- _INSTRUCTIONS TO FOLLOW_
Look through the data below for the line with "item)| (i.to_string(), item))" and the line with "if let Some(slot)", then output those two and all lines in between, exactly as written.

- _DATA EXTRACTS_
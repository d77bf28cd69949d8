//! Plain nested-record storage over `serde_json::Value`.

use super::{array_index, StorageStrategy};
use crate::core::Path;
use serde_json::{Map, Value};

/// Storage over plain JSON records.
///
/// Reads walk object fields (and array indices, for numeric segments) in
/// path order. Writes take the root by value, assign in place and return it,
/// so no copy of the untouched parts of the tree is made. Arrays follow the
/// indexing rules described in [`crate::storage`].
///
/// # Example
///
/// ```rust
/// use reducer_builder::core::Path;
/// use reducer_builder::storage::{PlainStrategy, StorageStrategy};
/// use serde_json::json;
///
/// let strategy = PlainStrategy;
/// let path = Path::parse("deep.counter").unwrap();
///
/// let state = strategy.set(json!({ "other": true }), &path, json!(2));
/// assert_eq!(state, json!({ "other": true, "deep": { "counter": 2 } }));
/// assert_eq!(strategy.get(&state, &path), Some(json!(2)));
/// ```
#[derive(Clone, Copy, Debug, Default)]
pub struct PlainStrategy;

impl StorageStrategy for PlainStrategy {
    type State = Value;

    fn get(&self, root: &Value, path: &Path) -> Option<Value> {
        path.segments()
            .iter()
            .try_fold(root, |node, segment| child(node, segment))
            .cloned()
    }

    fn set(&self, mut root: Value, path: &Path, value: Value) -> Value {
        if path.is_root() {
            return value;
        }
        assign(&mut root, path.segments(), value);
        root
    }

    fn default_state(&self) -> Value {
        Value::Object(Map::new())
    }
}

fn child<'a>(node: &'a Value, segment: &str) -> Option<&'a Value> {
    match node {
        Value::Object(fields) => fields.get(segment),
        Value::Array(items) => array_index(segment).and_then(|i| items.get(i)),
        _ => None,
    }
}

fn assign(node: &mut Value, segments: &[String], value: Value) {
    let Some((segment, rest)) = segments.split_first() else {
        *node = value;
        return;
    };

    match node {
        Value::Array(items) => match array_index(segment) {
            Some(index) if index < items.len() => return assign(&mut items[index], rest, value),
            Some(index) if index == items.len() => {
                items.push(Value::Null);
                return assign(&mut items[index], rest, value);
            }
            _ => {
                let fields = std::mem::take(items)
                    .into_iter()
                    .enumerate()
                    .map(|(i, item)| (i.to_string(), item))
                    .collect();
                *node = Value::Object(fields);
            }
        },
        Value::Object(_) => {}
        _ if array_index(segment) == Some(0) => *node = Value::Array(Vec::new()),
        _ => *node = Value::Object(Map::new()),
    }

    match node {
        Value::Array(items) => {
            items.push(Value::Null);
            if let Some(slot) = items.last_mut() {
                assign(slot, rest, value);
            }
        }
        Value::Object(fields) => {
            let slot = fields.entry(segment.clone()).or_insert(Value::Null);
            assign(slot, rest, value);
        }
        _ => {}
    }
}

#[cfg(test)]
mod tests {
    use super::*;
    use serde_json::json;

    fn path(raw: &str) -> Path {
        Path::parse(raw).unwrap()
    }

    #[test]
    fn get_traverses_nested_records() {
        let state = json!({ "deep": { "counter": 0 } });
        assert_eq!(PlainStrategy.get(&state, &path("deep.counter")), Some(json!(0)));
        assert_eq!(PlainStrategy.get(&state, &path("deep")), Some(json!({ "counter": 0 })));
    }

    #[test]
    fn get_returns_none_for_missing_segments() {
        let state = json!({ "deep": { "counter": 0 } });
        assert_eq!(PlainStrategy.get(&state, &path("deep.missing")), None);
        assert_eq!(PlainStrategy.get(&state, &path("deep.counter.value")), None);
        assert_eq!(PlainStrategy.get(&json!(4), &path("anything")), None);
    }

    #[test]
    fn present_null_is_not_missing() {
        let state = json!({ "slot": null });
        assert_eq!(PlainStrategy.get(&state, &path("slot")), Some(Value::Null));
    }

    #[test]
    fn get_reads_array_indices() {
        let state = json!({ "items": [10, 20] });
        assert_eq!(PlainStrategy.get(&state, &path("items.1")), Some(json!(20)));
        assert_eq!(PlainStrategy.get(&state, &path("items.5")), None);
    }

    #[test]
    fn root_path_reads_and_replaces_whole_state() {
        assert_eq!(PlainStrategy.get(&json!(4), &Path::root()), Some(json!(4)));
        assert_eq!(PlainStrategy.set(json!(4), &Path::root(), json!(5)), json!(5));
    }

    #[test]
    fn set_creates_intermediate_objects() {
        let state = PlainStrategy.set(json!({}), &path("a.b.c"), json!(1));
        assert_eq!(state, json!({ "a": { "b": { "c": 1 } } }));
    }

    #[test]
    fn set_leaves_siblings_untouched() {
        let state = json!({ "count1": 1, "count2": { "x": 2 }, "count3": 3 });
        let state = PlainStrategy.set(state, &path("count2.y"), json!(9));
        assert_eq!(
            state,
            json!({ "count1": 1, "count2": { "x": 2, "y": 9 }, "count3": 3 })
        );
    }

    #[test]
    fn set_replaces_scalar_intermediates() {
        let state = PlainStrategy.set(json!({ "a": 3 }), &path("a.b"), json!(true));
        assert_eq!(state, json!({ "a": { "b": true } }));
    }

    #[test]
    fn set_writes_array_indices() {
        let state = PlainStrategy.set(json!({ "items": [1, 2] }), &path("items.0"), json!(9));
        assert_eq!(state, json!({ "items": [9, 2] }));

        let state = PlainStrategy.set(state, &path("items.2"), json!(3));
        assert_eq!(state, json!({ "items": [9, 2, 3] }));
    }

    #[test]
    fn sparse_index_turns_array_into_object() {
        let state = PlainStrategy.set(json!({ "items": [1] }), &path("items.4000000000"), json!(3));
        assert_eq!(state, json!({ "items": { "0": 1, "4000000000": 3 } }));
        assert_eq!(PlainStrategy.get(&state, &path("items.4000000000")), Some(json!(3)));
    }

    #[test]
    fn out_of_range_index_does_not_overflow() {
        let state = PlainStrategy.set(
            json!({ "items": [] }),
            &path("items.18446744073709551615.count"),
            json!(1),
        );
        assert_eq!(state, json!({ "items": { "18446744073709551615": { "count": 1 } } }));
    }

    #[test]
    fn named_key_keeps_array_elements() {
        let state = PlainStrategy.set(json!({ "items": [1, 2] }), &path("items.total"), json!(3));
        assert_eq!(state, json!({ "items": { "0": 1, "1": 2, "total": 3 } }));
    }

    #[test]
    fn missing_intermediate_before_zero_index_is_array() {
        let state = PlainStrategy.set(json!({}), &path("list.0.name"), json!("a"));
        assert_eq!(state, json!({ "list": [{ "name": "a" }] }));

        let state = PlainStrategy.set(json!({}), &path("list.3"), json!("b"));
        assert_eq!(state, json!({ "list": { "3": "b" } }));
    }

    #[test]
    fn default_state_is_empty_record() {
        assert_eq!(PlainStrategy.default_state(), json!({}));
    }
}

- _TASK ANSWER_
                    .map(|(i, item)| (i.to_string(), item))
                    .collect();
                *node = Value::Object(fields);
            }
        },
        Value::Object(_) => {}
        _ if array_index(segment) == Some(0) => *node = Value::Array(Vec::new()),
        _ => *node = Value::Object(Map::new()),
    }

    match node {
        Value::Array(items) => {
            items.push(Value::Null);
            if let Some(slot) = items.last_mut() {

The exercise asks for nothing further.